■ **WORK TO COMPLETE**
Whenever a line in the records below holds the string "reassigned", include it in the count, and state the number alone.

# # # #

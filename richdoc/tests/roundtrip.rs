//! Serialize → parse stability

use crate::common::{assert_stable, fixture, md};
use insta::assert_snapshot;
use richdoc::model::{Block, BlockKind, Document, Entity, InlineStyle};
use richdoc::{extract_checklists, normalize, serialize};

#[test]
fn kitchensink_serializes_back_to_its_source() {
    let source = fixture("kitchensink.md");
    let doc = normalize(md(&source));
    assert_eq!(serialize(&doc), source);
}

#[test]
fn kitchensink_is_stable() {
    assert_stable(&fixture("kitchensink.md"));
}

#[test]
fn blank_lines_survive() {
    assert_stable("a\n\n\nb");
    assert_stable("\n\na\n\n");
}

#[test]
fn styles_survive() {
    assert_stable("**a** b *c* ~~d~~");
    assert_stable("***both*** and __under__ _score_");
}

#[test]
fn lists_survive() {
    assert_stable("- a\n  - b\n1. c");
    assert_stable("x\n- y\nz");
    assert_stable("1) paren\n2) list");
    assert_stable("- a\n\n- b");
    assert_stable("- a\n\n  - b");
    assert_stable("1. a\n\n   1. b");
    assert_stable("- a\nlazy\n  - b\n\nout\n  - c");
    assert_stable("- ```\n  code\n  ```");
}

#[test]
fn checklist_lines_merge_into_one_run() {
    assert_stable("[clist:l|a]A[/clist]\n[clist:l|b]B[/clist]");
    assert_stable("before [clist:l|a]A[/clist] after");
    assert_stable("[clist:l|a]A[/clist]\n\n[clist:l|b]B[/clist]");
}

#[test]
fn checklist_item_holding_an_attachment_survives() {
    let source = "[clist:l|a]![i.png](http://x/i.png)[/clist]";
    assert_stable(source);

    let text = serialize(&normalize(md(source)));
    assert_eq!(text, "[clist:l|a][/clist]\n![i.png](http://x/i.png)");
    assert_eq!(extract_checklists(&text).len(), 1);
}

#[test]
fn atomic_blocks_survive() {
    assert_stable("![a.png](https://x.io/a.png)");
    assert_stable("text\n![clip.mp4](https://x.io/clip.mp4)\nmore");
}

#[test]
fn block_syntax_in_text_is_escaped() {
    assert_stable("# heading line");
    assert_stable("> quote");
    assert_stable("<b>html</b>");
    assert_stable("text with \\* and \\_ and \\`");
    assert_stable("\\[clist:l|a]x[/clist]");
}

#[test]
fn links_survive() {
    assert_stable("mail a@b.co or www.example.com or https://x.io/p");
    assert_stable("[x](javascript:alert(1))");
    assert_stable("Dear {{due}}, see [Ann|7] and [docs](https://x.io/d)");
}

#[test]
fn styled_link_text() {
    let mut doc = Document::new();
    let key = doc.create_entity(Entity::link("https://x.io"));
    let mut block = Block::plain("see ");
    block.push_text("bold ", &[InlineStyle::Bold]);
    block.push_entity_text("link", &[InlineStyle::Bold, InlineStyle::Italic], key);
    block.push_text(" end", &[]);
    doc.push_block(block);

    assert_snapshot!(serialize(&doc), @"see **bold [*link*](https://x.io)** end");
    assert_stable(&serialize(&doc));
}

#[test]
fn nested_list_snapshot() {
    let mut doc = Document::new();
    for (kind, depth, text) in [
        (BlockKind::OrderedListItem, 0, "one"),
        (BlockKind::OrderedListItem, 1, "one.a"),
        (BlockKind::OrderedListItem, 1, "one.b"),
        (BlockKind::UnorderedListItem, 2, "deep"),
        (BlockKind::OrderedListItem, 0, "two"),
    ] {
        let mut block = Block::new(kind, depth);
        block.text = text.to_string();
        doc.push_block(block);
    }
    assert_snapshot!(serialize(&doc), @r"
    1. one
       1. one.a
       2. one.b
          - deep
    2. two
    ");
    assert_stable(&serialize(&doc));
}
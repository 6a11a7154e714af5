//! Block normalization.
//!
//! Pasted or imported content can hold blocks that break the document's
//! invariants: text with embedded newlines, atomic entities sitting inside a
//! line of text, or checklist ids that collide. [`normalize`] rewrites the block
//! list so that:
//!
//! - no block text contains `\n`
//! - every atomic entity lives alone in an `Atomic` block
//! - each checklist list id labels one run of items and item ids are unique
//! - no entity range points at a missing entity
//! - ranges stay inside their block's text and entity ranges never overlap
//!
//! Running it on its own output changes nothing.

use crate::checklist;
use crate::model::{Block, BlockKind, Document, Entity, MAX_DEPTH};

pub fn normalize(mut doc: Document) -> Document {
    let mut blocks = Vec::with_capacity(doc.blocks().len());
    for block in doc.blocks() {
        split_block(&doc, block, &mut blocks);
    }
    let reassigned = checklist::assign_checklist_ids(&mut blocks);
    tracing::trace!(
        before = doc.blocks().len(),
        after = blocks.len(),
        reassigned,
        "normalized blocks"
    );
    doc.replace_blocks(blocks);
    doc.remove_orphan_ranges();
    doc
}

fn split_block(doc: &Document, block: &Block, out: &mut Vec<Block>) {
    let mut block = block.clone();
    block.clip_ranges();
    if block.is_empty() {
        out.push(settle(block));
        return;
    }
    let block = &block;

    let chars: Vec<char> = block.text.chars().collect();
    let atomic_at = |index: usize| {
        block
            .entity_at(index)
            .filter(|range| doc.entity(range.key).is_some_and(Entity::is_atomic))
    };
    // An item holding only attachments would vanish into atomic blocks.
    let holds_kind = !matches!(block.kind, BlockKind::Plain | BlockKind::Atomic)
        && chars
            .iter()
            .enumerate()
            .all(|(index, c)| *c == '\n' || atomic_at(index).is_some());
    let mut splitter = Splitter {
        block,
        out,
        start: 0,
        after_atomic: false,
        keep_empty: holds_kind,
    };

    let mut index = 0;
    while index < chars.len() {
        if chars[index] == '\n' {
            splitter.piece(index, false);
            splitter.start = index + 1;
            splitter.after_atomic = false;
            index += 1;
            continue;
        }
        match atomic_at(index) {
            Some(range) => {
                splitter.piece(index, true);
                splitter.out.push(Block::atomic(range.key));
                index = range.end().max(index + 1);
                splitter.start = index;
                splitter.after_atomic = true;
            }
            None => index += 1,
        }
    }
    splitter.piece(chars.len(), false);
}

struct Splitter<'a> {
    block: &'a Block,
    out: &'a mut Vec<Block>,
    start: usize,
    after_atomic: bool,
    /// Emit one empty piece before the first atomic block, keeping the kind.
    keep_empty: bool,
}

impl Splitter<'_> {
    /// Emit `[start, end)` of the source block as its own block.
    ///
    /// Empty pieces touching an atomic char are dropped, except before an
    /// atomic block that would otherwise open the document.
    fn piece(&mut self, end: usize, before_atomic: bool) {
        if self.start == end && (self.after_atomic || before_atomic) {
            let opens_document = before_atomic && !self.after_atomic && self.out.is_empty();
            let keeps_kind = before_atomic && self.keep_empty;
            if !opens_document && !keeps_kind {
                return;
            }
        }
        self.keep_empty = false;
        self.out.push(settle(self.block.slice(self.start, end)));
    }
}

/// Kind and depth a text block may carry.
fn settle(mut block: Block) -> Block {
    if block.kind == BlockKind::Atomic {
        block.kind = BlockKind::Plain;
    }
    block.depth = if block.kind.is_list_item() {
        block.depth.min(MAX_DEPTH)
    } else {
        0
    };
    block
}
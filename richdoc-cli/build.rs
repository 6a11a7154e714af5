use clap::{Arg, ArgAction, Command, ValueHint};
use clap_complete::{generate_to, shells::*};
use std::env;
use std::io::Error;

// Mirror of the transforms from src/transforms.rs
// We need to duplicate this here since build scripts can't access src/ modules
const AVAILABLE_TRANSFORMS: &[&str] = &["blocks", "json", "plain-text", "entities", "roundtrip"];

fn input() -> Arg {
    Arg::new("input")
        .required(true)
        .index(1)
        .value_hint(ValueHint::FilePath)
}

fn main() -> Result<(), Error> {
    let outdir = match env::var_os("OUT_DIR") {
        None => return Ok(()),
        Some(outdir) => outdir,
    };

    let mut cmd = Command::new("richdoc")
        .version(env!("CARGO_PKG_VERSION"))
        .about("Convert rich-text documents between markdown, plain text and JSON")
        .arg(
            Arg::new("config")
                .long("config")
                .value_hint(ValueHint::FilePath)
                .global(true),
        )
        .arg(
            Arg::new("plain")
                .long("plain")
                .action(ArgAction::SetTrue)
                .global(true),
        )
        .subcommand(
            Command::new("convert")
                .arg(input())
                .arg(Arg::new("from").long("from"))
                .arg(Arg::new("to").long("to").required(true))
                .arg(
                    Arg::new("output")
                        .long("output")
                        .short('o')
                        .value_hint(ValueHint::FilePath),
                ),
        )
        .subcommand(
            Command::new("normalize")
                .arg(input())
                .arg(Arg::new("from").long("from"))
                .arg(
                    Arg::new("output")
                        .long("output")
                        .short('o')
                        .value_hint(ValueHint::FilePath),
                ),
        )
        .subcommand(Command::new("checklists").arg(input()))
        .subcommand(
            Command::new("paste").arg(input()).arg(
                Arg::new("json")
                    .long("json")
                    .value_hint(ValueHint::FilePath),
            ),
        )
        .subcommand(
            Command::new("inspect")
                .arg(input())
                .arg(
                    Arg::new("transform")
                        .index(2)
                        .value_parser(clap::builder::PossibleValuesParser::new(
                            AVAILABLE_TRANSFORMS,
                        )),
                )
                .arg(
                    Arg::new("normalize")
                        .long("normalize")
                        .action(ArgAction::SetTrue),
                ),
        );

    generate_to(Bash, &mut cmd, "richdoc", &outdir)?;
    generate_to(Zsh, &mut cmd, "richdoc", &outdir)?;
    generate_to(Fish, &mut cmd, "richdoc", &outdir)?;

    println!("cargo:warning=Shell completions generated in {outdir:?}");

    Ok(())
}
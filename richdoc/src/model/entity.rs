//! Entities: immutable annotations referenced from blocks by key.

use serde::{Deserialize, Serialize};
use std::fmt;

/// Index of an entity in a document's entity map.
#[derive(Debug, Clone, Copy, PartialEq, Eq, PartialOrd, Ord, Hash, Serialize, Deserialize)]
#[serde(transparent)]
pub struct EntityKey(pub u32);

impl fmt::Display for EntityKey {
    fn fmt(&self, f: &mut fmt::Formatter<'_>) -> fmt::Result {
        write!(f, "{}", self.0)
    }
}

#[derive(Debug, Clone, Copy, PartialEq, Eq, Hash, Serialize, Deserialize)]
#[serde(rename_all = "kebab-case")]
pub enum EntityKind {
    Variable,
    Mention,
    Link,
    Image,
    Video,
    File,
}

impl EntityKind {
    /// Image, video and file entities must sit alone in an atomic block.
    pub fn is_atomic(self) -> bool {
        matches!(self, EntityKind::Image | EntityKind::Video | EntityKind::File)
    }
}

#[derive(Debug, Clone, Copy, PartialEq, Eq, Hash, Serialize, Deserialize)]
#[serde(rename_all = "UPPERCASE")]
pub enum Mutability {
    Mutable,
    Immutable,
}

/// Payload of an uploaded or linked attachment.
///
/// `id` is present only for uploaded attachments and is what a deletion request
/// to the upload service is keyed on.
#[derive(Debug, Clone, PartialEq, Eq, Default, Serialize, Deserialize)]
#[serde(rename_all = "camelCase", deny_unknown_fields)]
pub struct AttachmentToken {
    pub url: String,
    #[serde(default, skip_serializing_if = "Option::is_none")]
    pub id: Option<String>,
    #[serde(default, skip_serializing_if = "Option::is_none")]
    pub name: Option<String>,
}

#[derive(Debug, Clone, PartialEq, Eq, Serialize, Deserialize)]
#[serde(untagged)]
pub enum EntityData {
    #[serde(rename_all = "camelCase")]
    Variable {
        api_name: String,
        title: String,
        #[serde(default, skip_serializing_if = "Option::is_none")]
        subtitle: Option<String>,
    },
    #[serde(rename_all = "camelCase")]
    Mention { user_id: u64, name: String },
    // Tried before `Link`: attachment payloads reject the `autolink` field links always carry.
    Attachment(AttachmentToken),
    Link {
        url: String,
        #[serde(default, skip_serializing_if = "Option::is_none")]
        name: Option<String>,
        #[serde(default)]
        autolink: bool,
    },
}

impl EntityData {
    fn strings_mut(&mut self) -> Vec<&mut String> {
        match self {
            EntityData::Variable {
                api_name,
                title,
                subtitle,
            } => {
                let mut fields = vec![api_name, title];
                fields.extend(subtitle.as_mut());
                fields
            }
            EntityData::Mention { name, .. } => vec![name],
            EntityData::Link { url, name, .. } => {
                let mut fields = vec![url];
                fields.extend(name.as_mut());
                fields
            }
            EntityData::Attachment(token) => {
                let mut fields = vec![&mut token.url];
                fields.extend(token.id.as_mut());
                fields.extend(token.name.as_mut());
                fields
            }
        }
    }
}

#[derive(Debug, Clone, PartialEq, Eq, Serialize, Deserialize)]
pub struct Entity {
    #[serde(rename = "type")]
    pub kind: EntityKind,
    pub mutability: Mutability,
    pub data: EntityData,
}

impl Entity {
    pub fn variable(api_name: &str, title: &str, subtitle: Option<&str>) -> Self {
        Self {
            kind: EntityKind::Variable,
            mutability: Mutability::Immutable,
            data: EntityData::Variable {
                api_name: api_name.to_string(),
                title: title.to_string(),
                subtitle: subtitle.map(str::to_string),
            },
        }
    }

    pub fn mention(user_id: u64, name: &str) -> Self {
        Self {
            kind: EntityKind::Mention,
            mutability: Mutability::Immutable,
            data: EntityData::Mention {
                user_id,
                name: name.to_string(),
            },
        }
    }

    pub fn link(url: &str) -> Self {
        Self {
            kind: EntityKind::Link,
            mutability: Mutability::Mutable,
            data: EntityData::Link {
                url: url.to_string(),
                name: None,
                autolink: false,
            },
        }
    }

    /// A link that was written as a bare URL or email and should stay bare.
    pub fn autolink(url: &str) -> Self {
        Self {
            kind: EntityKind::Link,
            mutability: Mutability::Mutable,
            data: EntityData::Link {
                url: url.to_string(),
                name: None,
                autolink: true,
            },
        }
    }

    /// An image, video or file entity. Non-atomic kinds fall back to `File`.
    pub fn attachment(kind: EntityKind, token: AttachmentToken) -> Self {
        let kind = if kind.is_atomic() {
            kind
        } else {
            EntityKind::File
        };
        Self {
            kind,
            mutability: Mutability::Immutable,
            data: EntityData::Attachment(token),
        }
    }

    pub fn is_atomic(&self) -> bool {
        self.kind.is_atomic()
    }

    pub fn url(&self) -> Option<&str> {
        match &self.data {
            EntityData::Link { url, .. } => Some(url),
            EntityData::Attachment(token) => Some(&token.url),
            _ => None,
        }
    }

    pub(crate) fn map_chars(&mut self, map: impl Fn(char) -> char) {
        for field in self.data.strings_mut() {
            *field = field.chars().map(&map).collect();
        }
    }
}

/// Guess the attachment kind from the extension of a URL path.
///
/// URLs without an extension are treated as images, which is how pasted image
/// links from CDNs usually look.
pub fn attachment_kind_for_url(url: &str) -> EntityKind {
    const IMAGE: &[&str] = &[
        "png", "jpg", "jpeg", "gif", "webp", "svg", "bmp", "ico", "tif", "tiff", "heic", "avif",
    ];
    const VIDEO: &[&str] = &["mp4", "webm", "mov", "avi", "mkv", "m4v", "ogv", "wmv", "mpeg"];

    let path = match url::Url::parse(url) {
        Ok(parsed) => parsed.path().to_string(),
        Err(_) => url.split(['?', '#']).next().unwrap_or(url).to_string(),
    };
    let path = path.as_str();
    let file_name = path.rsplit('/').next().unwrap_or(path);
    let Some((_, extension)) = file_name.rsplit_once('.') else {
        return EntityKind::Image;
    };
    let extension = extension.to_ascii_lowercase();
    if VIDEO.contains(&extension.as_str()) {
        EntityKind::Video
    } else if IMAGE.contains(&extension.as_str()) {
        EntityKind::Image
    } else {
        EntityKind::File
    }
}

# # # #

■ **EXERCISE SOLUTION**
2